Il y avait eu aussi ce Voyage en Botulie qui fustigeait le présent – la société, la civilisation occidentale avec toutes ses tares – de manière sanglante, mais qui avait eu besoin pour l’amour du contraste de démarrer au temps de La Pérouse et de Vaucanson, au temps des rapports de courtoisie empesés et discrets entre maître et disciple, au temps où l’esprit d’aventure tentait les esprits au point de chercher à tracer des suppléments aux cartes établies pour figurer l’univers. Et l’autre grand roman sur la libération de l’individu et son accession à la pleine réalisation de soi, avec une femme choisie comme modèle, s’était bel et bien installé sous l’Ancien Régime, pour montrer avec l’ouverture des esprits l’ample essor de l’Histoire, Colombe émergeant hors de sa servitude de manante pour acquérir l’envergure de la femme forte.

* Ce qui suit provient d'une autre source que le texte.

// ----------------------------------- CLI -----------------------------------
#[derive(clap::Parser, Debug, Clone)]
#[clap(
    name = "make_t_indep_table",
    about = "Sum 5-D CLSim and/or Cherenkov tables over time, producing 4-D time-independent tables",
)]
pub struct Cli {

    /// 5-D table file, or directory containing `table.npy` and/or `ckv_table.npy`
    pub table: String,

    /// Kind(s) of table to process. Repeat for both.
    #[clap(long, required = true)]
    pub kind: Vec<TableKind>,

    /// Where to write the time-independent tables [default: alongside the input]
    #[clap(long)]
    pub outdir: Option<String>,

    /// Overwrite any existing time-independent tables
    #[clap(long)]
    pub overwrite: bool,

    /// Report load, sum and save timings
    #[clap(short)]
    pub v: bool,
}

// --------------------------------------------------------------------------------

fn main() -> Result<(), Box<dyn Error>> {
    let Cli { table, kind, outdir, overwrite, v } = Cli::parse();
    init_logging(v);

    let table = expand(table)?;
    let outdir = outdir.map(expand).transpose()?;
    let mut progress = Progress::new();
    progress.startln(&format!("Making time-independent {} table(s) from {}",
                              kind.iter().join(" and "), table.display()));
    let written = generate_time_indep_tables(&table, &kind, outdir.as_deref(), overwrite)?;
    for path in &written {
        println!("Wrote {}", path.display());
    }
    progress.done_with_message("Finished");
    Ok(())
}

// ----- Imports -----------------------------------------------------------------------------------------
use std::error::Error;
use clap::Parser;
use itertools::Itertools;
use retro::tables::{generate_time_indep_tables, TableKind};
use retro::utils::{expand, init_logging, timing::Progress};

Oui, malgré elle, c’était le passé qui la charmait. Ils avaient revu l’autre jour sur le petit écran l’adorable et si subtil Belles de Nuit de René Clair, et il n’avait pu s’empêcher de penser à Laure – sans le lui dire évidemment – en retrouvant à chaque tranche de temps ce petit vieux furieux de l’époque présente qui, toujours dans les mêmes termes rageurs et consternés (« Ah ! Monsieur, quelle époque ! »), concluait sur l’évocation de son époque à lui, où tout était si facile et si beau. Pourtant on ne pouvait l’accuser de passéisme. Si elle s’immergeait dans les mentalités des siècles passés, c’était pour en extraire les manquements à l’humanité, les tares et les vices, les misères et les souffrances des faibles. Il lui était peut-être tout simplement nécessaire de s’appuyer sur du terrain solide, éprouvé, sur du matériau tangible et déjà existant, aussi bien pour l’œil que pour la connaissance. Il existait bien des enfants de la terre qui avaient une viscérale horreur de l’eau, des étendues à horizon perdu, des houles ravageuses, des mondes à deviner au-delà. Elle en faisait partie, aucun doute là-dessus.